Sound familiar? Most of us love our families and would do anything for their happiness. But all too often we become so busy worrying about others that we forget to take care of ourselves. When was the last time you were able to make it to the gym class that you love, take an uninterrupted bubble bath, read that book that you were so excited to buy but now serves as a stand for your bedside lamp?
Often I hear clients telling me that they couldn’t possibly carve time out of their day to devote to themselves. They say there isn’t enough time in the day and that they would feel guilty for taking time away from the family. At this point I ask them if they feel they are being the best mother/father/family member that they can be. They usually respond saying, “Yes, for the most part.” I then ask them to tell me about the other parts (i.e., the times they do not feel proud of). Often they will say, “Well, I don’t have as much patience as I would like and sometimes I am too tired to really listen when my spouse/kids tell me about their day.”

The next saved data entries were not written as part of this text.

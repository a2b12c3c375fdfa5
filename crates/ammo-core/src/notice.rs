//! Delivery notices: which lifecycle thresholds raise an acknowledgement and
//! which sinks receive it.

use std::{
  fmt,
  sync::{Arc, mpsc::SyncSender},
};

use serde::{Deserialize, Serialize};
use strum::{AsRefStr, Display};
use uuid::Uuid;

use crate::{disposal::DisposalState, request::RequestType};

// ─── Via ─────────────────────────────────────────────────────────────────────

/// Set of sinks a threshold is routed to.
#[derive(Debug, Clone, Copy, PartialEq, Eq, Default, Serialize, Deserialize)]
#[serde(transparent)]
pub struct Via(u8);

impl Via {
  pub const NONE: Self = Self(0);
  pub const CALLBACK: Self = Self(0x01);
  pub const EVENT: Self = Self(0x02);
  pub const TRIGGER: Self = Self(0x04);
  pub const LOG: Self = Self(0x08);

  pub const fn union(self, other: Self) -> Self { Self(self.0 | other.0) }

  pub const fn contains(self, other: Self) -> bool { self.0 & other.0 == other.0 && other.0 != 0 }

  pub const fn is_active(self) -> bool { self.0 != 0 }
}

// ─── Notice ──────────────────────────────────────────────────────────────────

#[derive(Debug, Clone, Copy, PartialEq, Eq, Hash, Display, AsRefStr)]
#[strum(serialize_all = "snake_case")]
pub enum Threshold {
  /// The request was handed to a channel.
  Sent,
  /// The far device reported delivery.
  DeviceDelivered,
  /// The gateway relay received the message.
  GatewayDelivered,
  /// The far plugin reported delivery.
  PluginDelivered,
}

/// Per-request notice policy; persisted with the request.
#[derive(Debug, Clone, Copy, PartialEq, Eq, Default, Serialize, Deserialize)]
pub struct Notice {
  #[serde(default)]
  pub at_send:              Via,
  #[serde(default)]
  pub at_device_delivered:  Via,
  #[serde(default)]
  pub at_gateway_delivered: Via,
  #[serde(default)]
  pub at_plugin_delivered:  Via,
}

impl Notice {
  pub fn via(&self, threshold: Threshold) -> Via {
    match threshold {
      Threshold::Sent => self.at_send,
      Threshold::DeviceDelivered => self.at_device_delivered,
      Threshold::GatewayDelivered => self.at_gateway_delivered,
      Threshold::PluginDelivered => self.at_plugin_delivered,
    }
  }

  pub fn is_active(&self) -> bool {
    [
      self.at_send,
      self.at_device_delivered,
      self.at_gateway_delivered,
      self.at_plugin_delivered,
    ]
    .iter()
    .any(|v| v.is_active())
  }
}

/// A fired notice, as seen by sinks.
#[derive(Debug, Clone, PartialEq)]
pub struct NoticeEvent {
  pub threshold:    Threshold,
  pub request_type: RequestType,
  pub uuid:         Uuid,
  pub topic:        String,
  pub auid:         Option<String>,
  pub channel:      Option<String>,
  pub state:        Option<DisposalState>,
}

impl fmt::Display for NoticeEvent {
  fn fmt(&self, f: &mut fmt::Formatter<'_>) -> fmt::Result {
    write!(f, "{} {} {} topic={}", self.threshold, self.request_type, self.uuid, self.topic)
  }
}

// ─── Sinks ───────────────────────────────────────────────────────────────────

/// Receives notices synchronously on the coordinator thread.
pub trait NotificationSink: Send + Sync {
  fn notify(&self, event: &NoticeEvent);
}

/// Invokes a closure.
pub struct CallbackSink<F>(pub F);

impl<F> NotificationSink for CallbackSink<F>
where
  F: Fn(&NoticeEvent) + Send + Sync,
{
  fn notify(&self, event: &NoticeEvent) { (self.0)(event) }
}

/// Forwards to a bounded channel; a full or closed channel drops the notice.
pub struct ChannelSink(pub SyncSender<NoticeEvent>);

impl NotificationSink for ChannelSink {
  fn notify(&self, event: &NoticeEvent) {
    if let Err(e) = self.0.try_send(event.clone()) {
      tracing::warn!(%event, "notice dropped: {e}");
    }
  }
}

/// Emits a structured log line.
pub struct LogSink;

impl NotificationSink for LogSink {
  fn notify(&self, event: &NoticeEvent) {
    tracing::info!(
      threshold = %event.threshold,
      request   = %event.request_type,
      uuid      = %event.uuid,
      topic     = %event.topic,
      channel   = event.channel.as_deref(),
      "notice"
    );
  }
}

/// Routes a fired threshold to the sinks its [`Via`] selects.
#[derive(Clone, Default)]
pub struct Notifier {
  callback: Option<Arc<dyn NotificationSink>>,
  event:    Option<Arc<dyn NotificationSink>>,
  trigger:  Option<Arc<dyn NotificationSink>>,
}

impl Notifier {
  pub fn new() -> Self { Self::default() }

  pub fn with_callback(mut self, sink: Arc<dyn NotificationSink>) -> Self {
    self.callback = Some(sink);
    self
  }

  pub fn with_event(mut self, sink: Arc<dyn NotificationSink>) -> Self {
    self.event = Some(sink);
    self
  }

  pub fn with_trigger(mut self, sink: Arc<dyn NotificationSink>) -> Self {
    self.trigger = Some(sink);
    self
  }

  /// Fire `event` if `notice` routes its threshold anywhere. Returns whether
  /// any sink was invoked.
  pub fn fire(&self, notice: &Notice, event: &NoticeEvent) -> bool {
    let via = notice.via(event.threshold);
    if !via.is_active() {
      return false;
    }

    let mut fired = false;
    for (bit, sink) in [
      (Via::CALLBACK, &self.callback),
      (Via::EVENT, &self.event),
      (Via::TRIGGER, &self.trigger),
    ] {
      if !via.contains(bit) {
        continue;
      }
      match sink {
        Some(sink) => {
          sink.notify(event);
          fired = true;
        }
        None => tracing::debug!(%event, "no sink configured for notice"),
      }
    }
    if via.contains(Via::LOG) {
      LogSink.notify(event);
      fired = true;
    }
    fired
  }
}

#[cfg(test)]
mod tests {
  use std::sync::{Mutex, mpsc};

  use super::*;

  fn event(threshold: Threshold) -> NoticeEvent {
    NoticeEvent {
      threshold,
      request_type: RequestType::Postal,
      uuid: Uuid::nil(),
      topic: "ammo/test".into(),
      auid: None,
      channel: Some("gw".into()),
      state: Some(DisposalState::Sent),
    }
  }

  #[test]
  fn via_bits() {
    let via = Via::CALLBACK.union(Via::LOG);
    assert!(via.contains(Via::CALLBACK));
    assert!(!via.contains(Via::EVENT));
    assert!(!via.contains(Via::NONE));
    assert!(!Via::NONE.is_active());
  }

  #[test]
  fn fires_only_selected_sinks() {
    let seen = Arc::new(Mutex::new(Vec::new()));
    let seen_cb = seen.clone();
    let (tx, rx) = mpsc::sync_channel(4);

    let notifier = Notifier::new()
      .with_callback(Arc::new(CallbackSink(move |e: &NoticeEvent| {
        seen_cb.lock().unwrap().push(e.threshold);
      })))
      .with_event(Arc::new(ChannelSink(tx)));

    let notice = Notice {
      at_send: Via::CALLBACK,
      at_device_delivered: Via::EVENT,
      ..Notice::default()
    };

    assert!(notifier.fire(&notice, &event(Threshold::Sent)));
    assert!(notifier.fire(&notice, &event(Threshold::DeviceDelivered)));
    assert!(!notifier.fire(&notice, &event(Threshold::PluginDelivered)));

    assert_eq!(*seen.lock().unwrap(), vec![Threshold::Sent]);
    assert_eq!(rx.try_recv().unwrap().threshold, Threshold::DeviceDelivered);
    assert!(rx.try_recv().is_err());
  }

  #[test]
  fn notice_serializes_as_json() {
    let notice = Notice { at_gateway_delivered: Via::TRIGGER, ..Notice::default() };
    let json = serde_json::to_string(&notice).unwrap();
    let back: Notice = serde_json::from_str(&json).unwrap();
    assert_eq!(back, notice);
    assert!(back.is_active());
  }
}
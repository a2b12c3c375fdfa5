//! SQL schema for the distributor ledger.
//!
//! Executed once at connection startup. Timestamps are stored as integer
//! milliseconds since the epoch so that expiration checks are plain integer
//! comparisons.

/// Full schema DDL; idempotent thanks to `IF NOT EXISTS`.
pub const SCHEMA: &str = "
PRAGMA journal_mode = WAL;

CREATE TABLE IF NOT EXISTS postal (
    id          INTEGER PRIMARY KEY AUTOINCREMENT,
    uuid        TEXT    NOT NULL,
    auid        TEXT,
    topic       TEXT    NOT NULL,
    provider    TEXT    NOT NULL,
    payload     BLOB,
    priority    INTEGER NOT NULL,
    created     INTEGER NOT NULL,
    modified    INTEGER NOT NULL,
    expiration  INTEGER NOT NULL,
    disposition INTEGER NOT NULL,   -- DisposalTotalState code
    channel     TEXT,               -- channel filter
    notice      TEXT    NOT NULL DEFAULT '{}'
);

CREATE TABLE IF NOT EXISTS retrieval (
    id               INTEGER PRIMARY KEY AUTOINCREMENT,
    uuid             TEXT    NOT NULL,
    auid             TEXT,
    topic            TEXT    NOT NULL,
    provider         TEXT    NOT NULL,
    payload          BLOB,
    priority         INTEGER NOT NULL,
    created          INTEGER NOT NULL,
    modified         INTEGER NOT NULL,
    expiration       INTEGER NOT NULL,
    disposition      INTEGER NOT NULL,
    channel          TEXT,
    notice           TEXT    NOT NULL DEFAULT '{}',
    projection       TEXT,
    selection        TEXT,
    args             TEXT,
    ordering         TEXT,
    row_limit        INTEGER,
    continuity_type  INTEGER NOT NULL DEFAULT 1,   -- 1 once | 2 temporal | 3 quantity
    continuity_value INTEGER NOT NULL DEFAULT 0
);

CREATE TABLE IF NOT EXISTS subscribe (
    id          INTEGER PRIMARY KEY AUTOINCREMENT,
    uuid        TEXT    NOT NULL,
    auid        TEXT,
    topic       TEXT    NOT NULL,
    provider    TEXT    NOT NULL,
    payload     BLOB,
    priority    INTEGER NOT NULL,
    created     INTEGER NOT NULL,
    modified    INTEGER NOT NULL,
    expiration  INTEGER NOT NULL,
    disposition INTEGER NOT NULL,
    channel     TEXT,
    notice      TEXT    NOT NULL DEFAULT '{}',
    selection   TEXT
);

-- One row per (request, channel); `type` selects the parent table.
CREATE TABLE IF NOT EXISTS disposal (
    id      INTEGER PRIMARY KEY AUTOINCREMENT,
    type    INTEGER NOT NULL,   -- 1 postal | 2 retrieval | 3 subscribe
    parent  INTEGER NOT NULL,
    channel TEXT    NOT NULL,
    state   INTEGER NOT NULL,   -- DisposalState code
    UNIQUE (type, parent, channel)
);

CREATE TABLE IF NOT EXISTS channel (
    id    INTEGER PRIMARY KEY AUTOINCREMENT,
    name  TEXT    NOT NULL UNIQUE,
    state INTEGER NOT NULL      -- 1 active | 2 inactive | 3 busy
);

CREATE INDEX IF NOT EXISTS postal_key_idx    ON postal(topic, provider);
CREATE INDEX IF NOT EXISTS postal_uuid_idx   ON postal(uuid);
CREATE INDEX IF NOT EXISTS retrieval_key_idx ON retrieval(uuid, topic, provider);
CREATE INDEX IF NOT EXISTS subscribe_key_idx ON subscribe(topic, provider);
CREATE INDEX IF NOT EXISTS disposal_chan_idx ON disposal(channel, state);

CREATE TRIGGER IF NOT EXISTS postal_cascade AFTER DELETE ON postal BEGIN
    DELETE FROM disposal WHERE type = 1 AND parent = OLD.id;
END;

CREATE TRIGGER IF NOT EXISTS retrieval_cascade AFTER DELETE ON retrieval BEGIN
    DELETE FROM disposal WHERE type = 2 AND parent = OLD.id;
END;

CREATE TRIGGER IF NOT EXISTS subscribe_cascade AFTER DELETE ON subscribe BEGIN
    DELETE FROM disposal WHERE type = 3 AND parent = OLD.id;
END;

PRAGMA user_version = 1;
";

Fatigue, irritability, poor immune system, and mental “fogginess” can all be possible indications of “burnout.” By taking some time to ourselves we give our body the break it needs in order to recharge. By recharging we are ensuring that we will return to our family/friends/loved ones with the energy and patience that are important to healthy, happy relationships. Everyone, including children, benefit from personal time. So if you are worried about spending time away from your family, then schedule time where everyone is allowed an hour of alone time to do an activity that they enjoy. This will not only allow you the space you need to recharge but will teach your children the importance of self-care. So, go ahead, start now. You have nothing to feel guilty about. The happier you are, the more happiness you have to give. What would you like to give your family today?